### What to do
Give the data below again, word for word.

### Given records

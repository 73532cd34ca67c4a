use actix_web::web;
use utoipa::OpenApi;
use utoipa::{
    Modify,
    openapi::security::{Http, HttpAuthScheme, SecurityScheme},
};
use utoipa_swagger_ui::SwaggerUi;

use crate::entities::{
    CompletionStatus, FraudSeverity, NotificationType, SpinRewardType, TaskStatus,
    TransactionType, UserRole, WithdrawalStatus,
};
use crate::handlers;
use crate::models::*;

struct SecurityAddon;

impl Modify for SecurityAddon {
    fn modify(&self, openapi: &mut utoipa::openapi::OpenApi) {
        if let Some(components) = openapi.components.as_mut() {
            components.add_security_scheme(
                "bearer_auth",
                SecurityScheme::Http(Http::new(HttpAuthScheme::Bearer)),
            )
        }
    }
}

#[derive(OpenApi)]
#[openapi(
    paths(
        handlers::auth::create_session,
        handlers::auth::refresh_token,
        handlers::auth::me,
        handlers::auth::logout,
        handlers::user::get_profile,
        handlers::user::update_profile,
        handlers::user::generate_referral_code,
        handlers::user::apply_referral_code,
        handlers::user::dashboard_stats,
        handlers::wallet::get_balance,
        handlers::wallet::list_transactions,
        handlers::wallet::request_withdrawal,
        handlers::wallet::list_withdrawals,
        handlers::task::list_available,
        handlers::task::get_task,
        handlers::task::complete_task,
        handlers::task::my_completions,
        handlers::vip::list_levels,
        handlers::vip::my_status,
        handlers::vip::check_upgrade,
        handlers::referral::my_referrals,
        handlers::referral::leaderboard,
        handlers::spin::list_rewards,
        handlers::spin::spin,
        handlers::spin::history,
        handlers::notification::list_notifications,
        handlers::notification::mark_read,
        handlers::business::get_profile,
        handlers::business::create_profile,
        handlers::business::list_tasks,
        handlers::business::create_task,
        handlers::business::update_task,
        handlers::admin::stats,
        handlers::admin::list_users,
        handlers::admin::update_user,
        handlers::admin::pending_tasks,
        handlers::admin::approve_task,
        handlers::admin::reject_task,
        handlers::admin::pending_completions,
        handlers::admin::approve_completion,
        handlers::admin::reject_completion,
        handlers::admin::pending_withdrawals,
        handlers::admin::approve_withdrawal,
        handlers::admin::reject_withdrawal,
        handlers::admin::list_settings,
        handlers::admin::upsert_setting,
        handlers::admin::adjust_wallet,
        handlers::admin::audit_wallet,
        handlers::admin::create_fraud_log,
        handlers::admin::list_fraud_logs,
        handlers::admin::resolve_fraud_log,
    ),
    components(
        schemas(
            UserRole,
            TransactionType,
            WithdrawalStatus,
            TaskStatus,
            CompletionStatus,
            FraudSeverity,
            SpinRewardType,
            NotificationType,
            SessionRequest,
            RefreshTokenRequest,
            AuthResponse,
            UserResponse,
            UpdateProfileRequest,
            ProfileResponse,
            DashboardStats,
            ApplyReferralCodeRequest,
            ReferralCodeResponse,
            WalletResponse,
            TransactionResponse,
            WithdrawRequest,
            WithdrawalResponse,
            AdjustmentDirection,
            AdjustWalletRequest,
            LedgerAuditResponse,
            TaskResponse,
            TaskCompletionResponse,
            CompleteTaskRequest,
            CompleteTaskResponse,
            CreateTaskRequest,
            UpdateTaskRequest,
            ReviewRequest,
            RejectRequest,
            VipLevelResponse,
            VipStatusResponse,
            VipUpgradeResponse,
            ReferredUser,
            ReferralResponse,
            MyReferralsResponse,
            LeaderboardEntry,
            SpinRewardResponse,
            SpinResultResponse,
            SpinHistoryResponse,
            NotificationResponse,
            BusinessResponse,
            CreateBusinessRequest,
            AdminStats,
            AdminUpdateUserRequest,
            SettingResponse,
            UpsertSettingRequest,
            FraudLogResponse,
            CreateFraudLogRequest,
            ResolveFraudLogRequest,
            PaginationParams,
            LimitQuery,
        )
    ),
    modifiers(&SecurityAddon),
    tags(
        (name = "auth", description = "Identity-provider sessions and tokens"),
        (name = "user", description = "Profile, dashboard and referral codes"),
        (name = "wallet", description = "Balance, ledger and withdrawals"),
        (name = "tasks", description = "Task marketplace"),
        (name = "vip", description = "VIP tiers"),
        (name = "referrals", description = "Referral programme"),
        (name = "spin", description = "Spin & Win"),
        (name = "notifications", description = "In-app notifications"),
        (name = "business", description = "Business task publishing"),
        (name = "admin", description = "Platform administration"),
    ),
    info(
        title = "CashBucks API",
        version = "1.0.0",
        description = "CashBucks rewards and task marketplace REST API"
    ),
    servers(
        (url = "/api/v1", description = "Local server")
    )
)]
pub struct ApiDoc;

pub fn swagger_config(cfg: &mut web::ServiceConfig) {
    cfg.service(
        SwaggerUi::new("/swagger-ui/{_:.*}").url("/api-docs/openapi.json", ApiDoc::openapi()),
    )
    .route(
        "/swagger-ui",
        web::get().to(|| async {
            actix_web::HttpResponse::Found()
                .append_header(("Location", "/swagger-ui/"))
                .finish()
        }),
    );
}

### Solution to this exercise
repository 73532cd34ca67c4a
use actix_web::web;
use utoipa::OpenApi;
use utoipa::{
    Modify,
    openapi::security::{Http, HttpAuthScheme, SecurityScheme},
};
use utoipa_swagger_ui::SwaggerUi;

use crate::entities::{
    CompletionStatus, FraudSeverity, NotificationType, SpinRewardType, TaskStatus,
    TransactionType, UserRole, WithdrawalStatus,
};
use crate::handlers;
use crate::models::*;

struct SecurityAddon;

impl Modify for SecurityAddon {
    fn modify(&self, openapi: &mut utoipa::openapi::OpenApi) {
        if let Some(components) = openapi.components.as_mut() {
            components.add_security_scheme(
                "bearer_auth",
                SecurityScheme::Http(Http::new(HttpAuthScheme::Bearer)),
            )
        }
    }
}

#[derive(OpenApi)]
#[openapi(
    paths(
        handlers::auth::create_session,
        handlers::auth::refresh_token,
        handlers::auth::me,
        handlers::auth::logout,
        handlers::user::get_profile,
        handlers::user::update_profile,
        handlers::user::generate_referral_code,
        handlers::user::apply_referral_code,
        handlers::user::dashboard_stats,
        handlers::wallet::get_balance,
        handlers::wallet::list_transactions,
        handlers::wallet::request_withdrawal,
        handlers::wallet::list_withdrawals,
        handlers::task::list_available,
        handlers::task::get_task,
        handlers::task::complete_task,
        handlers::task::my_completions,
        handlers::vip::list_levels,
        handlers::vip::my_status,
        handlers::vip::check_upgrade,
        handlers::referral::my_referrals,
        handlers::referral::leaderboard,
        handlers::spin::list_rewards,
        handlers::spin::spin,
        handlers::spin::history,
        handlers::notification::list_notifications,
        handlers::notification::mark_read,
        handlers::business::get_profile,
        handlers::business::create_profile,
        handlers::business::list_tasks,
        handlers::business::create_task,
        handlers::business::update_task,
        handlers::admin::stats,
        handlers::admin::list_users,
        handlers::admin::update_user,
        handlers::admin::pending_tasks,
        handlers::admin::approve_task,
        handlers::admin::reject_task,
        handlers::admin::pending_completions,
        handlers::admin::approve_completion,
        handlers::admin::reject_completion,
        handlers::admin::pending_withdrawals,
        handlers::admin::approve_withdrawal,
        handlers::admin::reject_withdrawal,
        handlers::admin::list_settings,
        handlers::admin::upsert_setting,
        handlers::admin::adjust_wallet,
        handlers::admin::audit_wallet,
        handlers::admin::create_fraud_log,
        handlers::admin::list_fraud_logs,
        handlers::admin::resolve_fraud_log,
    ),
    components(
        schemas(
            UserRole,
            TransactionType,
            WithdrawalStatus,
            TaskStatus,
            CompletionStatus,
            FraudSeverity,
            SpinRewardType,
            NotificationType,
            SessionRequest,
            RefreshTokenRequest,
            AuthResponse,
            UserResponse,
            UpdateProfileRequest,
            ProfileResponse,
            DashboardStats,
            ApplyReferralCodeRequest,
            ReferralCodeResponse,
            WalletResponse,
            TransactionResponse,
            WithdrawRequest,
            WithdrawalResponse,
            AdjustmentDirection,
            AdjustWalletRequest,
            LedgerAuditResponse,
            TaskResponse,
            TaskCompletionResponse,
            CompleteTaskRequest,
            CompleteTaskResponse,
            CreateTaskRequest,
            UpdateTaskRequest,
            ReviewRequest,
            RejectRequest,
            VipLevelResponse,
            VipStatusResponse,
            VipUpgradeResponse,
            ReferredUser,
            ReferralResponse,
            MyReferralsResponse,
            LeaderboardEntry,
            SpinRewardResponse,
            SpinResultResponse,
            SpinHistoryResponse,
            NotificationResponse,
            BusinessResponse,
            CreateBusinessRequest,
            AdminStats,
            AdminUpdateUserRequest,
            SettingResponse,
            UpsertSettingRequest,
            FraudLogResponse,
            CreateFraudLogRequest,
            ResolveFraudLogRequest,
            PaginationParams,
            LimitQuery,
        )
    ),
    modifiers(&SecurityAddon),
    tags(
        (name = "auth", description = "Identity-provider sessions and tokens"),
        (name = "user", description = "Profile, dashboard and referral codes"),
        (name = "wallet", description = "Balance, ledger and withdrawals"),
        (name = "tasks", description = "Task marketplace"),
        (name = "vip", description = "VIP tiers"),
        (name = "referrals", description = "Referral programme"),
        (name = "spin", description = "Spin & Win"),
        (name = "notifications", description = "In-app notifications"),
        (name = "business", description = "Business task publishing"),
        (name = "admin", description = "Platform administration"),
    ),
    info(
        title = "CashBucks API",
        version = "1.0.0",
        description = "CashBucks rewards and task marketplace REST API"
    ),
    servers(
        (url = "/api/v1", description = "Local server")
    )
)]
pub struct ApiDoc;

pub fn swagger_config(cfg: &mut web::ServiceConfig) {
    cfg.service(
        SwaggerUi::new("/swagger-ui/{_:.*}").url("/api-docs/openapi.json", ApiDoc::openapi()),
    )
    .route(
        "/swagger-ui",
        web::get().to(|| async {
            actix_web::HttpResponse::Found()
                .append_header(("Location", "/swagger-ui/"))
                .finish()
        }),
    );
}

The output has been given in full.